Victoria’s new voluntary pre-commitment card for poker machines looks set to be declared a dud, with pokies losses increasing since the scheme began.

The scheme, called YourPlay, was rolled out across all Victorian poker machine venues on December 1 2015. The card allows gamblers to set limits on their time or spending, but is voluntary to use and does nothing to enforce those limits.


The price-tag for introducing YourPlay was $197 million. The government raised this money mainly by imposing additional fees charges on poker machine venues, which were then (in most cases) passed on to the public.

Yet figures released today by the Victorian Commission for Gambling and Liquor Regulation (VCGLR) show that since YourPlay was introduced, losses on poker machines in Victoria have increased. For the month of December 2015, losses went up by over $700,000 compared to December 2014, even though there were 12 fewer venues and almost 300 fewer machines in operation in December 2015.

Since its conception, YourPlay has enjoyed bi-partisan support; it was devised by the former Coalition state government, then championed and implemented by the current Labor administration, despite strong criticisms of the scheme by gambling reform advocates, researchers and academics. Yet it’s clear that this level of support does not extend to the public.


I have gone on record many times to state that YourPlay won’t work. I wrote about it on this blog in July 2015, and again in December 2015 when the card was launched. A voluntary solution can never work when it comes to poker machines; the machines are too well engineered to grow addictive behaviour in gamblers, and the industry has too many ways to get around voluntary restrictions.

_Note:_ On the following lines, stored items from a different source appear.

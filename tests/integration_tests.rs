use axum::{
    body::{to_bytes, Body},
    extract::ConnectInfo,
    http::{Request, StatusCode},
    middleware,
    routing::get as route_get,
    Router,
};
use gatewatch::api::{create_router, AppState};
use gatewatch::audit::AuditLogger;
use gatewatch::clock::SystemClock;
use gatewatch::config::GateWatchConfig;
use gatewatch::rate_limiter::RateLimiter;
use gatewatch::security::{middleware::threat_detection_middleware, DecisionEngine};
use serde_json::{json, Value};
use std::net::SocketAddr;
use std::sync::Arc;
use tempfile::TempDir;
use tower::ServiceExt;

// The whole HTTP surface driven in-process.

const BROWSER: &str = "Mozilla/5.0 (X11; Linux x86_64) Firefox/121.0";
const ADMIN_KEY: &str = "integration-admin-key";

struct TestApp {
    _dir: TempDir,
    engine: Arc<DecisionEngine>,
    router: Router,
}

async fn setup(customize: impl FnOnce(&mut GateWatchConfig)) -> TestApp {
    let dir = tempfile::tempdir().unwrap();

    let mut config = GateWatchConfig::default();
    config.corpus.enabled = false;
    config.ip_banning.ban_file = dir.path().join("banned_ips.txt").to_string_lossy().to_string();
    customize(&mut config);

    let clock = Arc::new(SystemClock);
    let engine = Arc::new(
        DecisionEngine::new(config, clock.clone(), Arc::new(AuditLogger::in_memory()))
            .await
            .unwrap(),
    );
    let rate_limiter = Arc::new(RateLimiter::new(true, clock));
    let router = create_router(AppState::new(engine.clone(), rate_limiter));

    TestApp {
        _dir: dir,
        engine,
        router,
    }
}

async fn send(router: &Router, request: Request<Body>) -> (StatusCode, Value) {
    let response = router.clone().oneshot(request).await.unwrap();
    let status = response.status();
    let bytes = to_bytes(response.into_body(), usize::MAX).await.unwrap();
    let body = serde_json::from_slice(&bytes).unwrap_or(Value::Null);
    (status, body)
}

fn post_json(uri: &str, body: Value) -> Request<Body> {
    Request::builder()
        .method("POST")
        .uri(uri)
        .header("content-type", "application/json")
        .body(Body::from(body.to_string()))
        .unwrap()
}

fn get(uri: &str) -> Request<Body> {
    Request::builder().uri(uri).body(Body::empty()).unwrap()
}

fn with_bearer(mut request: Request<Body>, key: &str) -> Request<Body> {
    request
        .headers_mut()
        .insert("authorization", format!("Bearer {}", key).parse().unwrap());
    request
}

fn clean_analysis(ip: &str) -> Value {
    json!({
        "ip": ip,
        "method": "GET",
        "url": "/home",
        "user_agent": BROWSER,
    })
}

fn sqli_analysis(ip: &str) -> Value {
    json!({
        "ip": ip,
        "method": "get",
        "url": "/products",
        "query_params": {"id": "1' OR '1'='1"},
        "user_agent": BROWSER,
    })
}

#[tokio::test]
async fn test_health_endpoint() {
    let app = setup(|_| {}).await;

    let (status, body) = send(&app.router, get("/health")).await;
    assert_eq!(status, StatusCode::OK);
    assert_eq!(body["status"], "healthy");
    assert_eq!(body["service"], "gatewatch");
    assert!(body["timestamp"].is_string());
    assert_eq!(body["version"], env!("CARGO_PKG_VERSION"));
}

#[tokio::test]
async fn test_status_endpoint_reports_counts() {
    let app = setup(|_| {}).await;
    app.engine.ban("198.51.100.1", "manual", false).await;

    let (status, body) = send(&app.router, get("/status")).await;
    assert_eq!(status, StatusCode::OK);
    assert_eq!(body["status"], "operational");
    assert_eq!(body["statistics"]["banned_ips"], 1);
    assert_eq!(body["statistics"]["payloads_loaded"], 0);
    assert!(body["statistics"]["patterns_loaded"].as_u64().unwrap() > 0);
    assert_eq!(body["configuration"]["ip_banning_enabled"], true);
}

#[tokio::test]
async fn test_analyze_accepts_clean_request() {
    let app = setup(|_| {}).await;

    let (status, body) = send(&app.router, post_json("/analyze", clean_analysis("192.0.2.10"))).await;
    assert_eq!(status, StatusCode::OK);
    assert_eq!(body["allowed"], true);
    assert_eq!(body["decision"], "ACCEPT");
    assert_eq!(body["reason"], "clean request");
}

#[tokio::test]
async fn test_analyze_bans_injection_and_hides_payload() {
    let app = setup(|_| {}).await;

    let (status, body) = send(&app.router, post_json("/analyze", sqli_analysis("192.0.2.20"))).await;
    assert_eq!(status, StatusCode::FORBIDDEN);
    assert_eq!(body["allowed"], false);
    assert_eq!(body["decision"], "BANNED");
    assert_eq!(body["attack_type"], "SQL_INJECTION");
    assert!(body.get("payload").is_none());

    // The address stays banned for clean traffic too
    let (status, body) = send(&app.router, post_json("/analyze", clean_analysis("192.0.2.20"))).await;
    assert_eq!(status, StatusCode::FORBIDDEN);
    assert_eq!(body["reason"], "IP address is banned");
}

#[tokio::test]
async fn test_analyze_shows_payload_to_admin() {
    let app = setup(|config| config.server.admin_api_key = Some(ADMIN_KEY.to_string())).await;

    let request = with_bearer(post_json("/analyze", sqli_analysis("192.0.2.21")), ADMIN_KEY);
    let (status, body) = send(&app.router, request).await;
    assert_eq!(status, StatusCode::FORBIDDEN);
    assert!(body["payload"].is_string());
}

#[tokio::test]
async fn test_analyze_rejects_malformed_input() {
    let app = setup(|_| {}).await;

    let (status, body) = send(&app.router, post_json("/analyze", json!({"url": "/"}))).await;
    assert_eq!(status, StatusCode::BAD_REQUEST);
    assert_eq!(body["message"], "IP address is required");

    let (status, body) = send(&app.router, post_json("/analyze", json!({"ip": "300.1.1.1"}))).await;
    assert_eq!(status, StatusCode::BAD_REQUEST);
    assert_eq!(body["message"], "Invalid IP address format");

    let not_json = Request::builder()
        .method("POST")
        .uri("/analyze")
        .body(Body::from("ip=1.2.3.4"))
        .unwrap();
    let (status, body) = send(&app.router, not_json).await;
    assert_eq!(status, StatusCode::BAD_REQUEST);
    assert_eq!(body["message"], "JSON payload required");
}

#[tokio::test]
async fn test_oversized_request_is_rejected() {
    let app = setup(|config| config.api_security.max_request_size_mb = 1).await;

    let body = "a".repeat(1024 * 1024 + 16);
    let request = Request::builder()
        .method("POST")
        .uri("/analyze")
        .header("content-type", "application/json")
        .header("content-length", body.len())
        .body(Body::from(body))
        .unwrap();

    let (status, body) = send(&app.router, request).await;
    assert_eq!(status, StatusCode::PAYLOAD_TOO_LARGE);
    assert_eq!(body["message"], "Maximum request size is 1MB");
}

#[tokio::test]
async fn test_analyze_rate_limit() {
    let app = setup(|config| config.api_security.rate_limit_per_minute = 3).await;

    for i in 0..3 {
        let (status, _) = send(&app.router, post_json("/analyze", clean_analysis(&format!("192.0.2.{}", 30 + i)))).await;
        assert_eq!(status, StatusCode::OK);
    }

    let (status, body) = send(&app.router, post_json("/analyze", clean_analysis("192.0.2.40"))).await;
    assert_eq!(status, StatusCode::TOO_MANY_REQUESTS);
    assert_eq!(body["error"], "Rate limit exceeded");
    assert_eq!(body["message"], "Maximum 3 requests per minute allowed");

    // Other routes keep their own budget
    let (status, _) = send(&app.router, get("/health")).await;
    assert_eq!(status, StatusCode::OK);
}

#[tokio::test]
async fn test_rate_limit_ignores_spoofed_forwarding_headers() {
    let app = setup(|config| config.api_security.rate_limit_per_minute = 3).await;

    let from_peer = |peer: &str, forwarded_for: String| {
        let mut request = post_json("/analyze", clean_analysis("192.0.2.45"));
        request
            .headers_mut()
            .insert("x-forwarded-for", forwarded_for.parse().unwrap());
        request
            .extensions_mut()
            .insert(ConnectInfo(peer.parse::<SocketAddr>().unwrap()));
        request
    };

    let mut allowed = 0;
    for i in 0..20 {
        let (status, _) = send(&app.router, from_peer("192.0.2.200:40000", format!("198.51.100.{}", i))).await;
        if status == StatusCode::OK {
            allowed += 1;
        }
    }
    assert_eq!(allowed, 3);

    // A different peer has its own budget
    let (status, _) = send(&app.router, from_peer("192.0.2.201:40000", "198.51.100.1".to_string())).await;
    assert_eq!(status, StatusCode::OK);
}

#[tokio::test]
async fn test_admin_ban_lifecycle() {
    let app = setup(|_| {}).await;
    let ip = "203.0.113.9";

    let (status, body) = send(
        &app.router,
        post_json(&format!("/ip/{}/ban", ip), json!({"reason": "abuse", "permanent": true})),
    )
    .await;
    assert_eq!(status, StatusCode::OK);
    assert_eq!(body["success"], true);
    assert_eq!(body["message"], format!("IP {} has been banned", ip));
    assert_eq!(body["permanent"], true);

    let (status, body) = send(&app.router, post_json(&format!("/ip/{}/ban", ip), json!({}))).await;
    assert_eq!(status, StatusCode::BAD_REQUEST);
    assert_eq!(body["message"], format!("IP {} is already banned", ip));

    let (status, body) = send(&app.router, get("/banned")).await;
    assert_eq!(status, StatusCode::OK);
    assert_eq!(body["count"], 1);
    assert_eq!(body["banned_ips"][0]["ip"], ip);
    assert_eq!(body["banned_ips"][0]["reason"], "abuse");

    let (status, body) = send(&app.router, get(&format!("/ip/{}", ip))).await;
    assert_eq!(status, StatusCode::OK);
    assert_eq!(body["banned"], true);
    assert_eq!(body["ban_info"]["permanent"], true);

    let (status, body) = send(&app.router, post_json(&format!("/ip/{}/unban", ip), json!({}))).await;
    assert_eq!(status, StatusCode::OK);
    assert_eq!(body["message"], format!("IP {} has been unbanned", ip));

    let (status, body) = send(&app.router, post_json(&format!("/ip/{}/unban", ip), json!({}))).await;
    assert_eq!(status, StatusCode::BAD_REQUEST);
    assert_eq!(body["message"], format!("IP {} is not banned", ip));
}

#[tokio::test]
async fn test_admin_routes_require_key_when_configured() {
    let app = setup(|config| config.server.admin_api_key = Some(ADMIN_KEY.to_string())).await;

    let response = app.router.clone().oneshot(get("/banned")).await.unwrap();
    assert_eq!(response.status(), StatusCode::UNAUTHORIZED);

    let response = app
        .router
        .clone()
        .oneshot(with_bearer(get("/banned"), "wrong-key"))
        .await
        .unwrap();
    assert_eq!(response.status(), StatusCode::UNAUTHORIZED);

    let (status, body) = send(&app.router, with_bearer(get("/banned"), ADMIN_KEY)).await;
    assert_eq!(status, StatusCode::OK);
    assert_eq!(body["count"], 0);

    // Public routes stay open
    let (status, _) = send(&app.router, post_json("/analyze", clean_analysis("192.0.2.50"))).await;
    assert_eq!(status, StatusCode::OK);
}

#[tokio::test]
async fn test_metrics_endpoint() {
    let app = setup(|_| {}).await;
    send(&app.router, post_json("/analyze", clean_analysis("192.0.2.60"))).await;

    let response = app.router.clone().oneshot(get("/metrics")).await.unwrap();
    assert_eq!(response.status(), StatusCode::OK);
    let bytes = to_bytes(response.into_body(), usize::MAX).await.unwrap();
    let text = String::from_utf8_lossy(&bytes);
    assert!(text.contains("gatewatch_decisions_total"));
}

#[tokio::test]
async fn test_threat_detection_middleware_guards_routes() {
    let app = setup(|_| {}).await;
    let protected = Router::new()
        .route("/hello", route_get(|| async { "hello" }))
        .layer(middleware::from_fn_with_state(app.engine.clone(), threat_detection_middleware));

    let clean = Request::builder()
        .uri("/hello?page=intro")
        .header("user-agent", BROWSER)
        .header("x-forwarded-for", "203.0.113.70")
        .body(Body::empty())
        .unwrap();
    let response = protected.clone().oneshot(clean).await.unwrap();
    assert_eq!(response.status(), StatusCode::OK);

    let attack = Request::builder()
        .uri("/hello?q=%3Cscript%3Ealert(1)%3C%2Fscript%3E")
        .header("user-agent", BROWSER)
        .header("x-forwarded-for", "203.0.113.71")
        .body(Body::empty())
        .unwrap();
    let response = protected.clone().oneshot(attack).await.unwrap();
    assert_eq!(response.status(), StatusCode::FORBIDDEN);
    assert!(app.engine.ban_store().is_banned("203.0.113.71").await);
}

YourPlay looks destined to become just another costly ineffective attempt by the government to be seen to be doing something. As long as they continue to rake in tax revenue from poker machines, to the tune of $1 billion per year, that will never change.


1 Response

  1. Tim Falkiner says:

    Your earlier article on the scheme was most insightful. The government needs people like you on their gambling regulation boards.